## Problem to solve
Determine how many lines of the listing below hold the string "request", then state that number alone.

## Available data
————————

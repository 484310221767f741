//! Tree-walking evaluator for action scripts.

use serde_json::{Number, Value as JsonValue};

use crate::controller::Controller;
use crate::error::{ContextError, ControllerError, RuntimeError};
use crate::sandbox::ast::{Expr, ExprKind, Program, Stmt, StmtKind};
use crate::span::Span;
use crate::transport::Payload;

type EvalResult<T> = Result<T, RuntimeError>;

/// Host functions scripts may call without a receiver.
pub const HOST_FUNCTIONS: [&str; 8] = [
    "send", "redirect", "header", "flash", "next", "render", "param", "format",
];

pub(crate) struct Evaluator<'c, 'a> {
    controller: &'c mut Controller<'a>,
}

impl<'c, 'a> Evaluator<'c, 'a> {
    pub(crate) fn new(controller: &'c mut Controller<'a>) -> Self {
        Self { controller }
    }

    /// Run every statement; the value of the last one is returned.
    pub(crate) fn run(&mut self, program: &Program) -> EvalResult<JsonValue> {
        let mut last = JsonValue::Null;
        for stmt in &program.statements {
            last = self.execute(stmt)?;
        }
        Ok(last)
    }

    fn execute(&mut self, stmt: &Stmt) -> EvalResult<JsonValue> {
        match &stmt.kind {
            StmtKind::Assign { name, value } => {
                let value = self.evaluate(value)?;
                self.controller.locals.insert(name.clone(), value.clone());
                Ok(value)
            }
            StmtKind::Expression(expr) => self.evaluate(expr),
        }
    }

    fn evaluate(&mut self, expr: &Expr) -> EvalResult<JsonValue> {
        match &expr.kind {
            ExprKind::IntLiteral(n) => Ok(JsonValue::from(*n)),
            ExprKind::FloatLiteral(n) => Ok(Number::from_f64(*n)
                .map(JsonValue::Number)
                .unwrap_or(JsonValue::Null)),
            ExprKind::StringLiteral(s) => Ok(JsonValue::String(s.clone())),
            ExprKind::BoolLiteral(b) => Ok(JsonValue::Bool(*b)),
            ExprKind::Null => Ok(JsonValue::Null),
            ExprKind::Variable(name) => self.lookup(name, expr.span),
            ExprKind::Array(items) => items
                .iter()
                .map(|item| self.evaluate(item))
                .collect::<EvalResult<Vec<_>>>()
                .map(JsonValue::Array),
            ExprKind::Hash(pairs) => {
                let mut map = serde_json::Map::new();
                for (key, value) in pairs {
                    map.insert(key.clone(), self.evaluate(value)?);
                }
                Ok(JsonValue::Object(map))
            }
            ExprKind::Member { object, name } => match self.evaluate(object)? {
                JsonValue::Object(map) => Ok(map.get(name).cloned().unwrap_or(JsonValue::Null)),
                other => Err(RuntimeError::type_error(
                    format!("cannot read '{}' of {}", name, type_name(&other)),
                    expr.span,
                )),
            },
            ExprKind::Index { object, index } => {
                let object = self.evaluate(object)?;
                let index = self.evaluate(index)?;
                match (&object, &index) {
                    (JsonValue::Object(map), JsonValue::String(key)) => {
                        Ok(map.get(key).cloned().unwrap_or(JsonValue::Null))
                    }
                    (JsonValue::Array(items), JsonValue::Number(n)) => Ok(n
                        .as_u64()
                        .and_then(|i| items.get(i as usize))
                        .cloned()
                        .unwrap_or(JsonValue::Null)),
                    _ => Err(RuntimeError::type_error(
                        format!("cannot index {} with {}", type_name(&object), type_name(&index)),
                        expr.span,
                    )),
                }
            }
            ExprKind::Call { callee, arguments } => {
                let args = arguments
                    .iter()
                    .map(|arg| self.evaluate(arg))
                    .collect::<EvalResult<Vec<_>>>()?;
                self.call(callee, &args, expr.span)
            }
        }
    }

    /// Locals shadow the request views.
    fn lookup(&self, name: &str, span: Span) -> EvalResult<JsonValue> {
        if let Some(value) = self.controller.locals.get(name) {
            return Ok(value.clone());
        }

        let host = |err: ContextError| RuntimeError::host(name, span, err.into());
        match name {
            "params" => Ok(JsonValue::Object(self.controller.params().map_err(host)?.clone())),
            "body" => Ok(JsonValue::Object(self.controller.body().map_err(host)?.clone())),
            "session" => Ok(self
                .controller
                .session()
                .map_err(host)?
                .map(|session| JsonValue::Object(session.data().clone()))
                .unwrap_or(JsonValue::Null)),
            "action_name" => Ok(self
                .controller
                .action_name()
                .map_err(host)?
                .map(JsonValue::from)
                .unwrap_or(JsonValue::Null)),
            "controller_name" => Ok(JsonValue::from(self.controller.controller_name())),
            _ => Err(RuntimeError::undefined_variable(name, span)),
        }
    }

    fn call(&mut self, name: &str, args: &[JsonValue], span: Span) -> EvalResult<JsonValue> {
        let host = |err: ControllerError| RuntimeError::host(name, span, err);
        let c = &mut *self.controller;

        match name {
            "send" => {
                let payload = match args {
                    [] => Payload::Empty,
                    [value] => payload_from(value),
                    [value, status] => {
                        let status = status_arg(name, status, span)?;
                        Payload::WithStatus(Box::new(payload_from(value)), status)
                    }
                    _ => return Err(RuntimeError::wrong_arity(name, "0 to 2", args.len(), span)),
                };
                c.send(payload).map_err(host)?;
                Ok(JsonValue::Null)
            }
            "redirect" => {
                let [target] = args else {
                    return Err(RuntimeError::wrong_arity(name, "1", args.len(), span));
                };
                c.redirect(&string_arg(target)).map_err(host)?;
                Ok(JsonValue::Null)
            }
            "header" => {
                let value = match args {
                    [key] | [key, JsonValue::Null] => c.header(&string_arg(key), None),
                    [key, value] => {
                        let value = string_arg(value);
                        c.header(&string_arg(key), Some(value.as_str()))
                    }
                    _ => return Err(RuntimeError::wrong_arity(name, "1 or 2", args.len(), span)),
                }
                .map_err(host)?;
                Ok(value.map(JsonValue::String).unwrap_or(JsonValue::Null))
            }
            "flash" => {
                let [kind, message] = args else {
                    return Err(RuntimeError::wrong_arity(name, "2", args.len(), span));
                };
                c.flash(&string_arg(kind), &string_arg(message))
                    .map_err(host)?;
                Ok(JsonValue::Null)
            }
            "next" => {
                match args {
                    [] | [JsonValue::Null] => c.next(),
                    [err] => c.fail(ControllerError::msg(string_arg(err))),
                    _ => return Err(RuntimeError::wrong_arity(name, "0 or 1", args.len(), span)),
                }
                Ok(JsonValue::Null)
            }
            "render" => {
                let template = match args {
                    [] => None,
                    [template] => Some(string_arg(template)),
                    _ => return Err(RuntimeError::wrong_arity(name, "0 or 1", args.len(), span)),
                };
                c.render(template.as_deref()).map_err(host)?;
                Ok(JsonValue::Null)
            }
            "param" => {
                let [key] = args else {
                    return Err(RuntimeError::wrong_arity(name, "1", args.len(), span));
                };
                let request = c.request().map_err(|err| host(err.into()))?;
                Ok(request
                    .param(&string_arg(key))
                    .cloned()
                    .unwrap_or(JsonValue::Null))
            }
            "format" => {
                if !args.is_empty() {
                    return Err(RuntimeError::wrong_arity(name, "0", args.len(), span));
                }
                let format = c.negotiated_format().map_err(|err| host(err.into()))?;
                Ok(format
                    .map(|f| JsonValue::from(f.as_str()))
                    .unwrap_or(JsonValue::Null))
            }
            _ if c.extensions().contains(name) => c.call_extension(name, args).map_err(host),
            _ => Err(RuntimeError::undefined_function(name, span)),
        }
    }
}

/// Integers in the HTTP status range are bare statuses, like `send(404)`.
fn payload_from(value: &JsonValue) -> Payload {
    match value {
        JsonValue::Null => Payload::Empty,
        JsonValue::String(s) => Payload::Text(s.clone()),
        JsonValue::Number(n) => match n.as_u64() {
            Some(status @ 100..=599) => Payload::Status(status as u16),
            _ => Payload::Json(value.clone()),
        },
        other => Payload::Json(other.clone()),
    }
}

fn status_arg(function: &str, value: &JsonValue, span: Span) -> EvalResult<u16> {
    value
        .as_u64()
        .filter(|status| (100..=599).contains(status))
        .map(|status| status as u16)
        .ok_or_else(|| {
            RuntimeError::type_error(
                format!("{}() status must be an HTTP status code, got {}", function, value),
                span,
            )
        })
}

fn string_arg(value: &JsonValue) -> String {
    match value {
        JsonValue::String(s) => s.clone(),
        other => other.to_string(),
    }
}

fn type_name(value: &JsonValue) -> &'static str {
    match value {
        JsonValue::Null => "null",
        JsonValue::Bool(_) => "bool",
        JsonValue::Number(_) => "number",
        JsonValue::String(_) => "string",
        JsonValue::Array(_) => "array",
        JsonValue::Object(_) => "hash",
    }
}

————————

## Output for this exercise
3